*** Begin section ***

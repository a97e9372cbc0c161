//! A [`Color`] is a triplet of red, green and blue samples stored at a given
//! bit depth.

use std::fmt;
use std::ops::Index;

use crate::error::{Error, Quantity, Result};

/// The storage type of a single channel sample.
pub type Sample = u32;

/// The total number of bits spanned by the three channels of a color.
pub type Depth = u8;

#[cfg(not(feature = "f64"))]
/// A 32-bit floating point value that HSV quantities are reported as.
pub type Component = f32;

#[cfg(feature = "f64")]
/// A 64-bit floating point value that HSV quantities are reported as.
pub type Component = f64;

/// The depth used when none is given: 8 bits per channel.
pub const DEFAULT_DEPTH: Depth = 24;

/// The widest depth supported: 32 bits per channel.
pub const MAX_DEPTH: Depth = 96;

/// Names one of the three channels of a [`Color`].
#[derive(Clone, Copy, Debug, PartialEq, Eq, Hash)]
pub enum Channel {
    /// The red sample.
    Red,
    /// The green sample.
    Green,
    /// The blue sample.
    Blue,
}

impl Channel {
    /// All channels in storage order.
    pub const ALL: [Channel; 3] = [Channel::Red, Channel::Green, Channel::Blue];

    /// The position of the channel inside the RGB triplet.
    pub const fn index(self) -> usize {
        match self {
            Channel::Red => 0,
            Channel::Green => 1,
            Channel::Blue => 2,
        }
    }
}

impl fmt::Display for Channel {
    fn fmt(&self, f: &mut fmt::Formatter<'_>) -> fmt::Result {
        f.write_str(match self {
            Channel::Red => "red",
            Channel::Green => "green",
            Channel::Blue => "blue",
        })
    }
}

/// A color made of three integer samples at a fixed bit depth.
///
/// Each sample lies within `0..=2^(depth / 3) - 1`. Every constructor and
/// setter validates against that range and leaves the color untouched when it
/// fails.
///
/// ```rust
/// use tincture::Color;
/// let mut color = Color::new(218, 165, 32).unwrap();
/// assert_eq!(color.to_hex().unwrap(), "#daa520");
/// assert!(color.set_red(256).is_err());
/// assert_eq!(color.red(), 218);
/// ```
#[derive(Clone, Copy, Debug, PartialEq, Eq, Hash)]
pub struct Color {
    red: Sample,
    green: Sample,
    blue: Sample,
    depth: Depth,
}

/// Check that `depth` is a positive multiple of 3 that fits in a [`Sample`].
pub(crate) fn validate_depth(depth: i64) -> Result<Depth> {
    if depth <= 0 || depth % 3 != 0 || depth > i64::from(MAX_DEPTH) {
        tracing::debug!(depth, "rejected depth");
        return Err(Error::InvalidDepth(depth));
    }
    Ok(depth as Depth)
}

/// The largest sample representable at `depth`.
pub(crate) fn max_sample_for(depth: Depth) -> Sample {
    ((1_u64 << (depth / 3)) - 1) as Sample
}

fn validate_sample(channel: Channel, value: i64, depth: Depth) -> Result<Sample> {
    let max = max_sample_for(depth);
    if value < 0 || value > i64::from(max) {
        tracing::debug!(%channel, value, max, "rejected sample");
        return Err(Error::OutOfRange {
            quantity: Quantity::Channel(channel),
            value: value as f64,
            min: 0.0,
            max: f64::from(max),
        });
    }
    Ok(value as Sample)
}

impl Color {
    /// Create a new color with 8 bits per channel.
    pub fn new(red: i64, green: i64, blue: i64) -> Result<Self> {
        Self::with_depth(red, green, blue, i64::from(DEFAULT_DEPTH))
    }

    /// Create a new color where the three channels together span `depth`
    /// bits.
    pub fn with_depth(red: i64, green: i64, blue: i64, depth: i64) -> Result<Self> {
        let depth = validate_depth(depth)?;

        Ok(Self {
            red: validate_sample(Channel::Red, red, depth)?,
            green: validate_sample(Channel::Green, green, depth)?,
            blue: validate_sample(Channel::Blue, blue, depth)?,
            depth,
        })
    }

    /// Create a color with 8 bits per channel. Every `u8` is a legal sample at
    /// that depth, so this can never fail.
    pub const fn from_rgb8(red: u8, green: u8, blue: u8) -> Self {
        Self {
            red: red as Sample,
            green: green as Sample,
            blue: blue as Sample,
            depth: DEFAULT_DEPTH,
        }
    }

    /// The red sample.
    pub fn red(&self) -> Sample {
        self.red
    }

    /// The green sample.
    pub fn green(&self) -> Sample {
        self.green
    }

    /// The blue sample.
    pub fn blue(&self) -> Sample {
        self.blue
    }

    /// The total bit depth of the three channels.
    pub fn depth(&self) -> Depth {
        self.depth
    }

    /// The number of bits of a single channel.
    pub fn channel_bits(&self) -> u8 {
        self.depth / 3
    }

    /// The largest legal sample at the current depth.
    pub fn max_sample(&self) -> Sample {
        max_sample_for(self.depth)
    }

    /// The samples as a `(red, green, blue)` tuple.
    pub fn rgb(&self) -> (Sample, Sample, Sample) {
        (self.red, self.green, self.blue)
    }

    /// The sample of the given channel.
    pub fn channel(&self, channel: Channel) -> Sample {
        match channel {
            Channel::Red => self.red,
            Channel::Green => self.green,
            Channel::Blue => self.blue,
        }
    }

    /// The sample at position `index` (0 = red, 1 = green, 2 = blue).
    pub fn get(&self, index: usize) -> Option<Sample> {
        Channel::ALL.get(index).map(|&c| self.channel(c))
    }

    /// Replace the sample of `channel`.
    pub fn set_channel(&mut self, channel: Channel, value: i64) -> Result<()> {
        let value = validate_sample(channel, value, self.depth)?;
        match channel {
            Channel::Red => self.red = value,
            Channel::Green => self.green = value,
            Channel::Blue => self.blue = value,
        }
        Ok(())
    }

    /// Replace the red sample.
    pub fn set_red(&mut self, value: i64) -> Result<()> {
        self.set_channel(Channel::Red, value)
    }

    /// Replace the green sample.
    pub fn set_green(&mut self, value: i64) -> Result<()> {
        self.set_channel(Channel::Green, value)
    }

    /// Replace the blue sample.
    pub fn set_blue(&mut self, value: i64) -> Result<()> {
        self.set_channel(Channel::Blue, value)
    }

    /// Change the depth while keeping the samples as they are. Fails if any
    /// sample does not fit the new range.
    pub fn set_depth(&mut self, depth: i64) -> Result<()> {
        *self = Self::with_depth(
            i64::from(self.red),
            i64::from(self.green),
            i64::from(self.blue),
            depth,
        )?;
        Ok(())
    }

    /// Return this color at another depth, with every sample scaled so that
    /// it keeps its relative intensity.
    pub fn to_depth(&self, depth: i64) -> Result<Self> {
        let depth = validate_depth(depth)?;

        let from = u128::from(self.max_sample());
        let to = u128::from(max_sample_for(depth));
        // Round half up: (2 * s * to + from) / (2 * from).
        let scale = |s: Sample| ((2 * u128::from(s) * to + from) / (2 * from)) as Sample;

        Ok(Self {
            red: scale(self.red),
            green: scale(self.green),
            blue: scale(self.blue),
            depth,
        })
    }
}

impl Index<usize> for Color {
    type Output = Sample;

    /// Panics if `index` is not 0, 1 or 2, like indexing an array.
    fn index(&self, index: usize) -> &Self::Output {
        match index {
            0 => &self.red,
            1 => &self.green,
            2 => &self.blue,
            _ => panic!("color index out of range: {index}"),
        }
    }
}

impl Index<Channel> for Color {
    type Output = Sample;

    fn index(&self, channel: Channel) -> &Self::Output {
        &self[channel.index()]
    }
}

impl IntoIterator for Color {
    type Item = Sample;
    type IntoIter = std::array::IntoIter<Sample, 3>;

    fn into_iter(self) -> Self::IntoIter {
        [self.red, self.green, self.blue].into_iter()
    }
}

impl IntoIterator for &Color {
    type Item = Sample;
    type IntoIter = std::array::IntoIter<Sample, 3>;

    fn into_iter(self) -> Self::IntoIter {
        (*self).into_iter()
    }
}

impl From<Color> for [Sample; 3] {
    fn from(value: Color) -> Self {
        [value.red, value.green, value.blue]
    }
}

impl From<Color> for (Sample, Sample, Sample) {
    fn from(value: Color) -> Self {
        value.rgb()
    }
}

impl TryFrom<[i64; 3]> for Color {
    type Error = Error;

    fn try_from([red, green, blue]: [i64; 3]) -> Result<Self> {
        Self::new(red, green, blue)
    }
}

impl TryFrom<[i64; 4]> for Color {
    type Error = Error;

    fn try_from([red, green, blue, depth]: [i64; 4]) -> Result<Self> {
        Self::with_depth(red, green, blue, depth)
    }
}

*** End section ***

_Problem requirements_: Both end lines included, restate word for word the lines above from the line with "scaled so that" to the line with "let from = u128::from(self.max_sample());", and nothing else.

_Response area_:
    /// Return this color at another depth, with every sample scaled so that
    /// it keeps its relative intensity.
    pub fn to_depth(&self, depth: i64) -> Result<Self> {
        let depth = validate_depth(depth)?;

        let from = u128::from(self.max_sample());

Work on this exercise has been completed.